Pedro ArellanoHead of product marketing, Looker at Google
Support for the Google Marketing Analytics Suite, however, marks just the first collaboration between Looker and Google.
Before the end of 2020, Arellano said there will be greater integration between Looker and BigQuery. In 2021, Looker plans to work with Google on improving the augmented intelligence capabilities of its platform, including natural language processing.
AI, meanwhile, is a capability Henschen said Looker has been lacking relative to some of its competitors -- ThoughtSpot, for example, recently partnered with VoiceBase to improve its natural language processing capabilities and natural language query is a central part of Sisense's spring update -- that have made AI features key pillars of their platforms.
"The one 'modern' area where the platform still needs to step up is on augmented analytics," Henschen said. "Natural language generation, natural language query, and ML- [machine learning] and graph-generated suggestions and recommendations for data discovery and analysis are getting to be commonplace across BI and analytics platforms, but I haven't seen a lot from Looker on these fronts."
Regarding future collaboration between Looker and Google, Henschen added that Looker was already integrated with BigQuery -- along with other cloud data warehouses -- in a way that went well beyond simply running on top of a database. So while there will be even further integration, Looker and Google can focus their collaboration efforts on other areas.

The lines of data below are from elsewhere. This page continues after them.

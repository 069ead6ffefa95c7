use sea_orm_migration::prelude::*;

use super::m20260105_000001_create_tenancy::Users;

#[derive(DeriveMigrationName)]
pub struct Migration;

#[async_trait::async_trait]
impl MigrationTrait for Migration {
    async fn up(&self, manager: &SchemaManager) -> Result<(), DbErr> {
        manager
            .create_table(
                Table::create()
                    .table(StatusHistory::Table)
                    .if_not_exists()
                    .col(ColumnDef::new(StatusHistory::Id).integer().not_null().auto_increment().primary_key())
                    .col(ColumnDef::new(StatusHistory::StageId).integer().not_null())
                    .col(ColumnDef::new(StatusHistory::OldStatus).string().not_null())
                    .col(ColumnDef::new(StatusHistory::NewStatus).string().not_null())
                    .col(ColumnDef::new(StatusHistory::ChangedById).integer().not_null())
                    .col(ColumnDef::new(StatusHistory::CreatedAt).timestamp_with_time_zone().not_null())
                    .foreign_key(
                        ForeignKey::create()
                            .name("fk_status_history_stage_id")
                            .from(StatusHistory::Table, StatusHistory::StageId)
                            .to(Stages::Table, Stages::Id)
                            .on_delete(ForeignKeyAction::Cascade),
                    )
                    .foreign_key(
                        ForeignKey::create()
                            .name("fk_status_history_changed_by_id")
                            .from(StatusHistory::Table, StatusHistory::ChangedById)
                            .to(Users::Table, Users::Id)
                            .on_delete(ForeignKeyAction::Restrict),
                    )
                    .to_owned(),
            )
            .await?;

        manager
            .create_table(
                Table::create()
                    .table(DeadlineHistory::Table)
                    .if_not_exists()
                    .col(ColumnDef::new(DeadlineHistory::Id).integer().not_null().auto_increment().primary_key())
                    .col(ColumnDef::new(DeadlineHistory::StageId).integer().not_null())
                    .col(ColumnDef::new(DeadlineHistory::OldDeadline).date().null())
                    .col(ColumnDef::new(DeadlineHistory::NewDeadline).date().null())
                    .col(ColumnDef::new(DeadlineHistory::Reason).text().not_null())
                    .col(ColumnDef::new(DeadlineHistory::ChangedById).integer().not_null())
                    .col(ColumnDef::new(DeadlineHistory::CreatedAt).timestamp_with_time_zone().not_null())
                    .foreign_key(
                        ForeignKey::create()
                            .name("fk_deadline_history_stage_id")
                            .from(DeadlineHistory::Table, DeadlineHistory::StageId)
                            .to(Stages::Table, Stages::Id)
                            .on_delete(ForeignKeyAction::Cascade),
                    )
                    .foreign_key(
                        ForeignKey::create()
                            .name("fk_deadline_history_changed_by_id")
                            .from(DeadlineHistory::Table, DeadlineHistory::ChangedById)
                            .to(Users::Table, Users::Id)
                            .on_delete(ForeignKeyAction::Restrict),
                    )
                    .to_owned(),
            )
            .await?;

        manager
            .create_index(
                Index::create()
                    .name("idx_status_history_stage_id")
                    .table(StatusHistory::Table)
                    .col(StatusHistory::StageId)
                    .to_owned(),
            )
            .await?;

        manager
            .create_index(
                Index::create()
                    .name("idx_deadline_history_stage_id")
                    .table(DeadlineHistory::Table)
                    .col(DeadlineHistory::StageId)
                    .to_owned(),
            )
            .await?;

        Ok(())
    }

    async fn down(&self, manager: &SchemaManager) -> Result<(), DbErr> {
        manager
            .drop_table(Table::drop().table(DeadlineHistory::Table).to_owned())
            .await?;
        manager
            .drop_table(Table::drop().table(StatusHistory::Table).to_owned())
            .await?;
        Ok(())
    }
}

#[derive(DeriveIden)]
enum StatusHistory {
    Table,
    Id,
    StageId,
    OldStatus,
    NewStatus,
    ChangedById,
    CreatedAt,
}

#[derive(DeriveIden)]
enum DeadlineHistory {
    Table,
    Id,
    StageId,
    OldDeadline,
    NewDeadline,
    Reason,
    ChangedById,
    CreatedAt,
}

#[derive(DeriveIden)]
enum Stages {
    Table,
    Id,
}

"The next round of integration might include nice-to-have integrations with other Google data and data analytics services, perhaps including [Cloud] Dataprep, Data Catalog, Cloud Composer and Dataproc," Henschen said.

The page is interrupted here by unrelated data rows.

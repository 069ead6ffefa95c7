use axum::{
    extract::{Path, State},
    http::StatusCode,
    response::Json,
};

use crate::database::entities::stages;
use crate::errors::CoreResult;
use crate::server::app::AppState;
use crate::server::error::ApiJson;
use crate::server::extract::CompanyUser;
use crate::services::history_service::StageHistory;
use crate::services::stage_service::{ConditionalRequest, DeadlineRequest, PatchStageRequest};
use crate::services::{HistoryService, StageService};

#[utoipa::path(
    patch,
    path = "/api/v1/stages/{id}",
    params(("id" = i32, Path, description = "Stage id")),
    request_body = PatchStageRequest,
    responses(
        (status = 200, description = "Stage updated, transitions recorded in the history"),
        (status = 400, description = "Payload does not match the template schema"),
        (status = 404, description = "Stage not found")
    )
)]
pub async fn patch_stage(
    State(state): State<AppState>,
    CompanyUser(actor): CompanyUser,
    Path(id): Path<i32>,
    ApiJson(payload): ApiJson<PatchStageRequest>,
) -> CoreResult<Json<stages::Model>> {
    Ok(Json(StageService::new(state.db.clone()).patch(&actor, id, payload).await?))
}

#[utoipa::path(
    patch,
    path = "/api/v1/stages/{id}/deadline",
    params(("id" = i32, Path, description = "Stage id")),
    request_body = DeadlineRequest,
    responses(
        (status = 200, description = "Deadline changed and logged"),
        (status = 400, description = "Reason required when replacing a deadline"),
        (status = 404, description = "Stage not found")
    )
)]
pub async fn patch_deadline(
    State(state): State<AppState>,
    CompanyUser(actor): CompanyUser,
    Path(id): Path<i32>,
    ApiJson(payload): ApiJson<DeadlineRequest>,
) -> CoreResult<Json<stages::Model>> {
    let stage = StageService::new(state.db.clone())
        .patch_deadline(&actor, id, payload)
        .await?;
    Ok(Json(stage))
}

#[utoipa::path(
    patch,
    path = "/api/v1/stages/{id}/conditional",
    params(("id" = i32, Path, description = "Stage id")),
    request_body = ConditionalRequest,
    responses(
        (status = 200, description = "Stage enabled (waiting) or disabled (skip)"),
        (status = 404, description = "Stage not found")
    )
)]
pub async fn toggle_conditional(
    State(state): State<AppState>,
    CompanyUser(actor): CompanyUser,
    Path(id): Path<i32>,
    ApiJson(payload): ApiJson<ConditionalRequest>,
) -> CoreResult<Json<stages::Model>> {
    let stage = StageService::new(state.db.clone())
        .toggle_conditional(&actor, id, payload.enabled)
        .await?;
    Ok(Json(stage))
}

#[utoipa::path(
    delete,
    path = "/api/v1/stages/{id}",
    params(("id" = i32, Path, description = "Stage id")),
    responses(
        (status = 204, description = "Stage deleted"),
        (status = 403, description = "Only admins, the project creator or the responsible user"),
        (status = 404, description = "Stage not found")
    )
)]
pub async fn delete_stage(
    State(state): State<AppState>,
    CompanyUser(actor): CompanyUser,
    Path(id): Path<i32>,
) -> CoreResult<StatusCode> {
    StageService::new(state.db.clone()).delete(&actor, id).await?;
    Ok(StatusCode::NO_CONTENT)
}

#[utoipa::path(
    get,
    path = "/api/v1/stages/{id}/history",
    params(("id" = i32, Path, description = "Stage id")),
    responses(
        (status = 200, description = "Status and deadline transitions, newest first", body = StageHistory),
        (status = 404, description = "Stage not found")
    )
)]
pub async fn stage_history(
    State(state): State<AppState>,
    CompanyUser(actor): CompanyUser,
    Path(id): Path<i32>,
) -> CoreResult<Json<StageHistory>> {
    Ok(Json(HistoryService::new(state.db.clone()).list_for_stage(&actor, id).await?))
}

Beyond collaboration with Google, Looker's platform update includes a host of features centered around delivering a better BI experience so users can more easily reach insight, improving the performance of Looker's capabilities to make them faster and able to handle greater scale, and adding more tools for application developers so they can customize their BI tools and embed BI capabilities into their organizations' workflows.
In terms of improved performance, among the new features are aggregated awareness to speed up queries and help reduce the cost of queries, faster data downloads so users can stream query results more quickly and connection pooling to reduce query latency.

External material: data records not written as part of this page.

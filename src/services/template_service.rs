use chrono::Utc;
use sea_orm::{
    ActiveModelTrait, ColumnTrait, ConnectionTrait, DatabaseConnection, EntityTrait,
    PaginatorTrait, QueryFilter, QueryOrder, Set,
};
use serde::Deserialize;
use tracing::info;
use utoipa::ToSchema;

use crate::database::entities::{stage_templates, StageKind};
use crate::errors::{CoreError, CoreResult};
use crate::services::authorization::Actor;
use crate::services::validation::{patch_field, ValidationService};
use crate::stage_data::{
    validate_custom_field_defs, validate_key_list, CustomFieldDefs, KeyList, LocalizedNames,
};

#[derive(Debug, Clone, Default, Deserialize, ToSchema)]
#[serde(rename_all = "camelCase")]
pub struct CreateTemplateRequest {
    pub name: String,
    pub name_translations: Option<LocalizedNames>,
    /// Derived from the name when omitted
    pub kind: Option<StageKind>,
    pub position: Option<i32>,
    pub has_checklist: Option<bool>,
    pub checklist_items: Option<KeyList>,
    pub has_conditional_substages: Option<bool>,
    pub conditional_substages: Option<KeyList>,
    pub custom_fields: Option<CustomFieldDefs>,
}

/// Only fields present in the body are changed; `null` clears nullable ones
#[derive(Debug, Clone, Default, Deserialize, ToSchema)]
#[serde(rename_all = "camelCase")]
pub struct UpdateTemplateRequest {
    pub name: Option<String>,
    #[serde(default, deserialize_with = "patch_field")]
    #[schema(value_type = Option<LocalizedNames>)]
    pub name_translations: Option<Option<LocalizedNames>>,
    pub kind: Option<StageKind>,
    pub position: Option<i32>,
    pub has_checklist: Option<bool>,
    #[serde(default, deserialize_with = "patch_field")]
    #[schema(value_type = Option<KeyList>)]
    pub checklist_items: Option<Option<KeyList>>,
    pub has_conditional_substages: Option<bool>,
    #[serde(default, deserialize_with = "patch_field")]
    #[schema(value_type = Option<KeyList>)]
    pub conditional_substages: Option<Option<KeyList>>,
    #[serde(default, deserialize_with = "patch_field")]
    #[schema(value_type = Option<CustomFieldDefs>)]
    pub custom_fields: Option<Option<CustomFieldDefs>>,
    pub is_active: Option<bool>,
}

#[derive(Clone)]
pub struct TemplateService {
    db: DatabaseConnection,
}

impl TemplateService {
    pub fn new(db: DatabaseConnection) -> Self {
        Self { db }
    }

    pub async fn list_active(&self, actor: &Actor) -> CoreResult<Vec<stage_templates::Model>> {
        let company_id = actor.company_id()?;
        active_templates(&self.db, company_id).await
    }

    pub async fn create(
        &self,
        actor: &Actor,
        request: CreateTemplateRequest,
    ) -> CoreResult<stage_templates::Model> {
        let company_id = actor.company_id()?;
        actor.require_admin()?;

        let name = ValidationService::validate_name("name", &request.name)?;
        if let Some(items) = &request.checklist_items {
            validate_key_list("checklistItems", items)?;
        }
        if let Some(substages) = &request.conditional_substages {
            validate_key_list("conditionalSubstages", substages)?;
        }
        if let Some(fields) = &request.custom_fields {
            validate_custom_field_defs(fields)?;
        }

        let position = match request.position {
            Some(position) => position,
            None => self.next_position(company_id).await?,
        };
        ensure_position_free(&self.db, company_id, position, None).await?;

        let has_items = |list: &Option<KeyList>| list.as_ref().map(|l| !l.0.is_empty()).unwrap_or(false);
        let now = Utc::now();
        let template = stage_templates::ActiveModel {
            company_id: Set(company_id),
            kind: Set(request.kind.unwrap_or_else(|| StageKind::from_name(&name))),
            name: Set(name),
            name_translations: Set(request.name_translations),
            position: Set(position),
            has_checklist: Set(request
                .has_checklist
                .unwrap_or_else(|| has_items(&request.checklist_items))),
            has_conditional_substages: Set(request
                .has_conditional_substages
                .unwrap_or_else(|| has_items(&request.conditional_substages))),
            checklist_items: Set(request.checklist_items),
            conditional_substages: Set(request.conditional_substages),
            custom_fields: Set(request.custom_fields),
            is_active: Set(true),
            created_at: Set(now),
            updated_at: Set(now),
            ..Default::default()
        }
        .insert(&self.db)
        .await?;

        info!(
            "Created template {} '{}' at position {} for company {}",
            template.id, template.name, template.position, company_id
        );
        Ok(template)
    }

    pub async fn update(
        &self,
        actor: &Actor,
        template_id: i32,
        request: UpdateTemplateRequest,
    ) -> CoreResult<stage_templates::Model> {
        actor.require_admin()?;
        let template = self.load(actor, template_id).await?;
        let company_id = template.company_id;

        let mut active: stage_templates::ActiveModel = template.clone().into();

        if let Some(name) = &request.name {
            active.name = Set(ValidationService::validate_name("name", name)?);
        }
        if let Some(translations) = request.name_translations {
            active.name_translations = Set(translations);
        }
        if let Some(kind) = request.kind {
            active.kind = Set(kind);
        }
        if let Some(has_checklist) = request.has_checklist {
            active.has_checklist = Set(has_checklist);
        }
        if let Some(items) = request.checklist_items {
            if let Some(items) = &items {
                validate_key_list("checklistItems", items)?;
            }
            active.checklist_items = Set(items);
        }
        if let Some(flag) = request.has_conditional_substages {
            active.has_conditional_substages = Set(flag);
        }
        if let Some(substages) = request.conditional_substages {
            if let Some(substages) = &substages {
                validate_key_list("conditionalSubstages", substages)?;
            }
            active.conditional_substages = Set(substages);
        }
        if let Some(fields) = request.custom_fields {
            if let Some(fields) = &fields {
                validate_custom_field_defs(fields)?;
            }
            active.custom_fields = Set(fields);
        }

        let position = request.position.unwrap_or(template.position);
        let is_active = request.is_active.unwrap_or(template.is_active);
        if is_active && (position != template.position || !template.is_active) {
            ensure_position_free(&self.db, company_id, position, Some(template_id)).await?;
        }
        active.position = Set(position);
        active.is_active = Set(is_active);
        active.updated_at = Set(Utc::now());

        let updated = active.update(&self.db).await?;
        info!("Updated template {}", updated.id);
        Ok(updated)
    }

    /// Hide a template from future projects; existing stages keep their reference
    pub async fn deactivate(&self, actor: &Actor, template_id: i32) -> CoreResult<()> {
        actor.require_admin()?;
        let template = self.load(actor, template_id).await?;

        let mut active: stage_templates::ActiveModel = template.into();
        active.is_active = Set(false);
        active.updated_at = Set(Utc::now());
        active.update(&self.db).await?;

        info!("Deactivated template {}", template_id);
        Ok(())
    }

    async fn load(&self, actor: &Actor, template_id: i32) -> CoreResult<stage_templates::Model> {
        let template = stage_templates::Entity::find_by_id(template_id)
            .one(&self.db)
            .await?
            .ok_or_else(|| CoreError::not_found("Template", template_id))?;
        actor.ensure_company("Template", template_id, template.company_id)?;
        Ok(template)
    }

    /// `count + 1`, bumped past the highest active position if that is taken
    async fn next_position(&self, company_id: i32) -> CoreResult<i32> {
        let count = stage_templates::Entity::find()
            .filter(stage_templates::Column::CompanyId.eq(company_id))
            .count(&self.db)
            .await? as i32;

        let max_active = active_templates(&self.db, company_id)
            .await?
            .iter()
            .map(|t| t.position)
            .max()
            .unwrap_or(0);

        Ok((count + 1).max(max_active + 1))
    }
}

/// Active templates of a company in pipeline order
pub async fn active_templates<C: ConnectionTrait>(
    db: &C,
    company_id: i32,
) -> CoreResult<Vec<stage_templates::Model>> {
    Ok(stage_templates::Entity::find()
        .filter(stage_templates::Column::CompanyId.eq(company_id))
        .filter(stage_templates::Column::IsActive.eq(true))
        .order_by_asc(stage_templates::Column::Position)
        .order_by_asc(stage_templates::Column::Id)
        .all(db)
        .await?)
}

async fn ensure_position_free<C: ConnectionTrait>(
    db: &C,
    company_id: i32,
    position: i32,
    except_id: Option<i32>,
) -> CoreResult<()> {
    let mut query = stage_templates::Entity::find()
        .filter(stage_templates::Column::CompanyId.eq(company_id))
        .filter(stage_templates::Column::IsActive.eq(true))
        .filter(stage_templates::Column::Position.eq(position));
    if let Some(id) = except_id {
        query = query.filter(stage_templates::Column::Id.ne(id));
    }

    if let Some(existing) = query.one(db).await? {
        return Err(CoreError::conflict(format!(
            "Position {} is already used by template '{}'",
            position, existing.name
        ))
        .with_fields(
            [("position".to_string(), "Position already in use".to_string())]
                .into_iter()
                .collect(),
        ));
    }
    Ok(())
}

#[cfg(test)]
mod tests {
    use super::*;
    use crate::database::seed_data::{default_catalog_len, seed_default_templates};
    use crate::database::test_utils::setup_test_db;
    use crate::services::test_support::{seed_company_with_admin, seed_member};

    #[tokio::test]
    async fn create_appends_after_seeded_catalog() {
        let db = setup_test_db().await;
        let (company, admin) = seed_company_with_admin(&db).await;
        seed_default_templates(&db, company.id).await.unwrap();
        let service = TemplateService::new(db.clone());

        let template = service
            .create(
                &admin,
                CreateTemplateRequest {
                    name: "  Packaging  ".into(),
                    checklist_items: Some(KeyList(vec!["dieline".into(), "print_proof".into()])),
                    ..Default::default()
                },
            )
            .await
            .unwrap();

        assert_eq!(template.name, "Packaging");
        assert_eq!(template.position, default_catalog_len() as i32 + 1);
        assert!(template.has_checklist);
        assert_eq!(template.kind, StageKind::Generic);
    }

    #[tokio::test]
    async fn duplicate_active_position_conflicts() {
        let db = setup_test_db().await;
        let (company, admin) = seed_company_with_admin(&db).await;
        seed_default_templates(&db, company.id).await.unwrap();
        let service = TemplateService::new(db.clone());

        let err = service
            .create(
                &admin,
                CreateTemplateRequest {
                    name: "Second render".into(),
                    position: Some(1),
                    ..Default::default()
                },
            )
            .await
            .unwrap_err();
        assert_eq!(err.kind().http_status_code(), 409);
    }

    #[tokio::test]
    async fn update_only_touches_present_fields() {
        let db = setup_test_db().await;
        let (_, admin) = seed_company_with_admin(&db).await;
        let service = TemplateService::new(db.clone());
        let template = service
            .create(
                &admin,
                CreateTemplateRequest {
                    name: "Render".into(),
                    checklist_items: Some(KeyList(vec!["front".into()])),
                    ..Default::default()
                },
            )
            .await
            .unwrap();
        assert_eq!(template.kind, StageKind::Render);

        let request: UpdateTemplateRequest =
            serde_json::from_str(r#"{"name":"Render v2","customFields":null}"#).unwrap();
        let updated = service.update(&admin, template.id, request).await.unwrap();

        assert_eq!(updated.name, "Render v2");
        assert_eq!(updated.kind, StageKind::Render);
        assert_eq!(updated.checklist_items, template.checklist_items);
        assert_eq!(updated.position, template.position);
    }

    #[tokio::test]
    async fn members_cannot_edit_templates() {
        let db = setup_test_db().await;
        let (company, admin) = seed_company_with_admin(&db).await;
        let member = seed_member(&db, company.id, "m@example.com").await;
        let service = TemplateService::new(db.clone());
        let template = service
            .create(
                &admin,
                CreateTemplateRequest {
                    name: "Audit".into(),
                    ..Default::default()
                },
            )
            .await
            .unwrap();

        let err = service
            .update(&member, template.id, UpdateTemplateRequest::default())
            .await
            .unwrap_err();
        assert_eq!(err.kind().http_status_code(), 403);
    }

    #[tokio::test]
    async fn deactivated_templates_leave_the_active_list() {
        let db = setup_test_db().await;
        let (company, admin) = seed_company_with_admin(&db).await;
        seed_default_templates(&db, company.id).await.unwrap();
        let service = TemplateService::new(db.clone());

        let before = service.list_active(&admin).await.unwrap();
        service.deactivate(&admin, before[0].id).await.unwrap();
        let after = service.list_active(&admin).await.unwrap();

        assert_eq!(after.len(), before.len() - 1);
        assert!(after.iter().all(|t| t.id != before[0].id));
        assert!(after.windows(2).all(|w| w[0].position <= w[1].position));
    }
}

New features for developers, meanwhile, include integrated development environments that make workflows more intuitive via advanced controls, a cross-instance repository to share model development and folders to improve project organization and foster more collaboration.
"We believe very strongly in a couple of things," Arellano said. "The first one is that conventional BI is very constraining in the way that it allows people to benefit from data.
"So, continuing to give companies the tools and the inspiration and the confidence to go beyond [reports and dashboards] in different ways is something very important to us," he continued. "The second is the whole idea of being multi-cloud and database agnostic."